C’était le 30 septembre. Les amazones, un groupe de femmes en rupture de ban avec le régime Yayi avait prévu un grand meeting d’échanges avec leurs « sœurs » de Parakou. Prévus pour se tenir à la salle d’alphabétisation de la ville, ces échanges devraient porter sur le thème « analyse critique de la gouvernance actuelle de notre pays». La manifestation -en salle close- a été interdite par les autorités municipales. Et ce, sous prétexte que ce mouvement des «femmes amazones du Bénin» n’est pas un «parti politique» ni une «association» enregistrée. Les autorités, rapportées par les femmes elles-mêmes, ont ajouté que les propos des Amazones ne pouvaient pas être encadrés. Le groupe de femmes bulldozers est-il un parti politique ou une association enregistrée ? Question ! Les femmes Amazones se sont alors rabattues sur un hôtel de la ville pour y tenir une conférence de presse. Elles l’ont fait. Mais l’hôtel a été militarisé. Tout avait donc été mis en œuvre pour empêcher cette rencontre qui prônerait un langage contraire au discours propagandiste, hypocritement ressassé par les pro-Yayi.

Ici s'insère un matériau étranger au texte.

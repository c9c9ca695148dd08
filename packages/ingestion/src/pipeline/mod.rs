//! The extraction pipeline: page-sequential orchestration, its component
//! services, and the finalization pass.
//!
//! Per page: load OCR text, minisummary, context pack, boundary detection
//! plus guideline extraction, shard create/merge, summaries, index updates,
//! stability sweep, progress. At book end a separate finalization job marks
//! subtopics final, refines names, merges duplicates, and syncs to the
//! relational store.

pub mod boundary;
pub mod context;
pub mod dedup;
pub mod finalize;
pub mod indices;
pub mod merge;
pub mod minisummary;
pub mod orchestrator;
pub mod prompts;
pub mod refine;
pub mod summary;

pub use boundary::{BoundaryDecision, BoundaryDetector};
pub use context::ContextPackBuilder;
pub use dedup::{DuplicateDetector, DuplicatePair};
pub use finalize::{FinalizationPass, FinalizationReport};
pub use indices::IndexManager;
pub use merge::GuidelineMerger;
pub use minisummary::MinisummaryService;
pub use orchestrator::{plan_run, ExtractionOrchestrator, ExtractionReport, RunPlan};
pub use refine::{NameRefiner, RefinedNames};
pub use summary::SummaryService;

/// Truncate to at most `max_chars` characters on a char boundary.
pub(crate) fn truncate_chars(text: &str, max_chars: usize) -> &str {
    match text.char_indices().nth(max_chars) {
        Some((idx, _)) => &text[..idx],
        None => text,
    }
}

/// First `max_words` whitespace-delimited tokens.
pub(crate) fn first_words(text: &str, max_words: usize) -> String {
    text.split_whitespace()
        .take(max_words)
        .collect::<Vec<_>>()
        .join(" ")
}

Parakou n’était pas un cas isolé. Dans le nord du Bénin, c’était la troisième fois, dans le même mois de septembre, qu’un rassemblement politique fut interdit. Les deux premières fois, c’était à Bemberêké et Nikki. A Bembereké, une rencontre politique des Fcbe (alliance politique pro-gouvernementale) de la localité qui a été interdite. Le comble ! Simplement parce que l’initiateur, le député Djibril Débourou est soupçonné d’avoir des atomes crochus avec le général Robert Gbian, probable candidat à la présidentiel de 2016. Le meeting de Nikki a été également interdite parce qu’organisé en son honneur. Pendant ce temps, les pro-Yayi multiplient marches et meetings de soutien et de remerciement  partout dans le pays. Et ce, presque tous les week-ends.

Comme au temps de la paranoïa et la « complotite »

Des maires et préfets, serviteurs zélés en mission commandée ou pas méprisent les principes de liberté d’opinion et de manifestation garantis par la Constitution béninoise. La situation fait penser à celle ayant prévalu au Bénin du second semestre de l’année 2012 au 28 décembre 2013. Pendant toute cette période, prétextant d’un certain plan des « ennemis de la République » contre la sécurité nationale, les autorités (préfet et ministère de l’intérieur) interdisaient systématiquement toute manifestation publique de groupes critiques vis-à-vis du régime. Ce cercle infernal a été brisé par les organisations syndicales avec leur marche pacifique et forcée du 28 décembre. Sur ordre du préfet des départements de l’Atlantique et du Littoral, le très « Placide » Azandé, cette marche de protestation a été sévèrement réprimée par les forces de l’ordre. Conduisant le Bénin dans plusieurs mois de crise « sociale d’intérêt politique». Ce temps d’autorisation sélective des grands rassemblements publics et politiques est visiblement de retour!